Peabody filed for bankruptcy in April, citing $10 billion in debt and a faltering coal market, so the United Mine Workers of America stepped up to make sure in court that the settlement would protect the retirees.
But before Peabody could file its bankruptcy plan, the company asked the U.S. bankruptcy court in St. Louis to let it pay up to $3.24 million in bonuses to keep its office workers from leaving.
The Mine Workers objected, but Judge Barry Schermer in June approved the plan anyway. Peabody lauded the plan as “egalitarian” because the money is going to 42 company workers, not top executives.
But there was nothing egalitarian last week about Peabody’s latest filing, for permission to dole out another $11.9 million in bonuses, this time to only six top executives.

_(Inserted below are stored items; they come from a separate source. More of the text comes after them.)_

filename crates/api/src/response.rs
//! Shared response envelope types for API handlers.
//!
//! All HTTP responses use a `{ "data": ... }` envelope.

use serde::Serialize;

/// Standard `{ "data": T }` response envelope.
#[derive(Debug, Serialize)]
pub struct DataResponse<T: Serialize> {
    pub data: T,
}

The company calls these “incentive” bonuses tied to whatever success it has in improving its financial performance while meeting safety, environmental and restructuring goals.
Even if the executives completely fail, they’ll still be paid their salaries, ranging from $444,000 to just over $1 million.

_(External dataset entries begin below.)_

use dealchat_core::rating::RatingMode;

/// Server configuration loaded from environment variables.
///
/// All fields have sensible defaults suitable for local development.
/// In production, override via environment variables.
#[derive(Debug, Clone)]
pub struct ServerConfig {
    /// Bind address (default: `0.0.0.0`).
    pub host: String,
    /// Bind port (default: `3000`).
    pub port: u16,
    /// Allowed CORS origins, parsed from comma-separated `CORS_ORIGINS` env var.
    pub cors_origins: Vec<String>,
    /// HTTP request timeout in seconds (default: `30`).
    pub request_timeout_secs: u64,
    /// How long shutdown waits for the database pool to drain (default: `30`).
    pub shutdown_timeout_secs: u64,
    /// Who may rate a conversation (default: participants only).
    pub rating_mode: RatingMode,
    /// Blob-store settings for chat attachments.
    pub attachments: AttachmentConfig,
}

/// Where uploaded attachments are stored and how they are addressed.
#[derive(Debug, Clone)]
pub struct AttachmentConfig {
    pub bucket: String,
    pub key_prefix: String,
    /// Base URL objects are served from. `None` means the bucket's
    /// virtual-hosted S3 URL.
    pub public_base_url: Option<String>,
}

impl ServerConfig {
    /// Load configuration from environment variables with defaults.
    ///
    /// | Env Var                      | Default                  |
    /// |------------------------------|--------------------------|
    /// | `HOST`                       | `0.0.0.0`                |
    /// | `PORT`                       | `3000`                   |
    /// | `CORS_ORIGINS`               | `http://localhost:5173`  |
    /// | `REQUEST_TIMEOUT_SECS`       | `30`                     |
    /// | `SHUTDOWN_TIMEOUT_SECS`      | `30`                     |
    /// | `CHAT_RATING_MODE`           | `participants`           |
    /// | `ATTACHMENT_BUCKET`          | `dealchat-attachments`   |
    /// | `ATTACHMENT_KEY_PREFIX`      | `chat-attachments`       |
    /// | `ATTACHMENT_PUBLIC_BASE_URL` | unset                    |
    pub fn from_env() -> Self {
        let host = std::env::var("HOST").unwrap_or_else(|_| "0.0.0.0".into());

        let port: u16 = std::env::var("PORT")
            .unwrap_or_else(|_| "3000".into())
            .parse()
            .expect("PORT must be a valid u16");

        let cors_origins: Vec<String> = std::env::var("CORS_ORIGINS")
            .unwrap_or_else(|_| "http://localhost:5173".into())
            .split(',')
            .map(|s| s.trim().to_string())
            .filter(|s| !s.is_empty())
            .collect();

        let request_timeout_secs: u64 = std::env::var("REQUEST_TIMEOUT_SECS")
            .unwrap_or_else(|_| "30".into())
            .parse()
            .expect("REQUEST_TIMEOUT_SECS must be a valid u64");

        let shutdown_timeout_secs: u64 = std::env::var("SHUTDOWN_TIMEOUT_SECS")
            .unwrap_or_else(|_| "30".into())
            .parse()
            .expect("SHUTDOWN_TIMEOUT_SECS must be a valid u64");

        let rating_mode = std::env::var("CHAT_RATING_MODE")
            .ok()
            .map(|v| {
                RatingMode::parse(&v)
                    .expect("CHAT_RATING_MODE must be `participants` or `open`")
            })
            .unwrap_or_default();

        let attachments = AttachmentConfig {
            bucket: std::env::var("ATTACHMENT_BUCKET")
                .unwrap_or_else(|_| "dealchat-attachments".into()),
            key_prefix: std::env::var("ATTACHMENT_KEY_PREFIX")
                .unwrap_or_else(|_| "chat-attachments".into()),
            public_base_url: std::env::var("ATTACHMENT_PUBLIC_BASE_URL")
                .ok()
                .map(|url| url.trim_end_matches('/').to_string())
                .filter(|url| !url.is_empty()),
        };

        Self {
            host,
            port,
            cors_origins,
            request_timeout_secs,
            shutdown_timeout_secs,
            rating_mode,
            attachments,
        }
    }
}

“The debtors (Peabody) believe that incentives for the executives to successfully implement the debtors’ restructuring and enhance value at this critical time will help maximize the value of the debtors’ estates for the benefit of all the debtors’ stakeholders.”
WHO GETS IT
The executives to receive the bonuses are:
- Glenn Kellow, chief executive officer.
- Amy Schwetz, chief financial officer.
- A. Verona Dorch, chief legal officer.
- Charles Meintjes, president of the Australian division.

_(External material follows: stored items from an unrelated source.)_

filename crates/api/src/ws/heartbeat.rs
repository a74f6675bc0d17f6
use std::sync::Arc;
use std::time::Duration;

use crate::ws::manager::WsManager;

/// Interval between heartbeat pings (in seconds).
const HEARTBEAT_INTERVAL_SECS: u64 = 25;

/// Spawn a background task that sends periodic Ping frames to all connected
/// WebSocket clients.
///
/// The returned `JoinHandle` is aborted during shutdown.
pub fn start_heartbeat(ws_manager: Arc<WsManager>) -> tokio::task::JoinHandle<()> {
    tokio::spawn(async move {
        let mut interval = tokio::time::interval(Duration::from_secs(HEARTBEAT_INTERVAL_SECS));

        loop {
            interval.tick().await;
            let count = ws_manager.connection_count().await;
            tracing::debug!(count, "WebSocket heartbeat ping");
            ws_manager.ping_all().await;
        }
    })
}
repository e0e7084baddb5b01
//! Concrete adapter implementations for ports.

pub mod csv_adapter;
pub mod file_config_adapter;
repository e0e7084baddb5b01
//! Configuration access port trait.

pub trait ConfigPort {
    fn get_string(&self, section: &str, key: &str) -> Option<String>;
    fn get_bool(&self, section: &str, key: &str, default: bool) -> bool;
}
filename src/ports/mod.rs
//! Port traits at the edges of the analysis core.

pub mod config_port;
pub mod panel_port;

- Kemal Williamson, president of the Americas division.
- Bryan Galli, executive for marketing and trading.
Court papers show that Kellow would be eligible for bonuses of up to $2.868 million. With his salary, his total compensation could reach $3.9 million. But company supporters may cry for him anyway, because the company states that he would have been expected to get even more if not for the bankruptcy filing.
The proposal is scheduled for review in a hearing Aug. 17. One bad sign is that a rival company, Alpha Natural Resources, won court approval to pay out $6.8 million in bonuses to 15 officers as it emerged from bankruptcy in July.
The UMWA had not issued a response to the new filing by press time, but in June, the union strongly opposed the earlier bonus plan, saying in court, “Slashing the health benefits of aged and medically vulnerable retirees with extremely limited resources, while lavishly rewarding white-collar employees, is neither fair nor reasonable” and adding that the plan was “premature” and amounted to “effectively pre-approving one provision” of the bankruptcy plan.
(Information from the Associated Press, Dow Jones Newswire and the St. Louis Post-Dispatch.)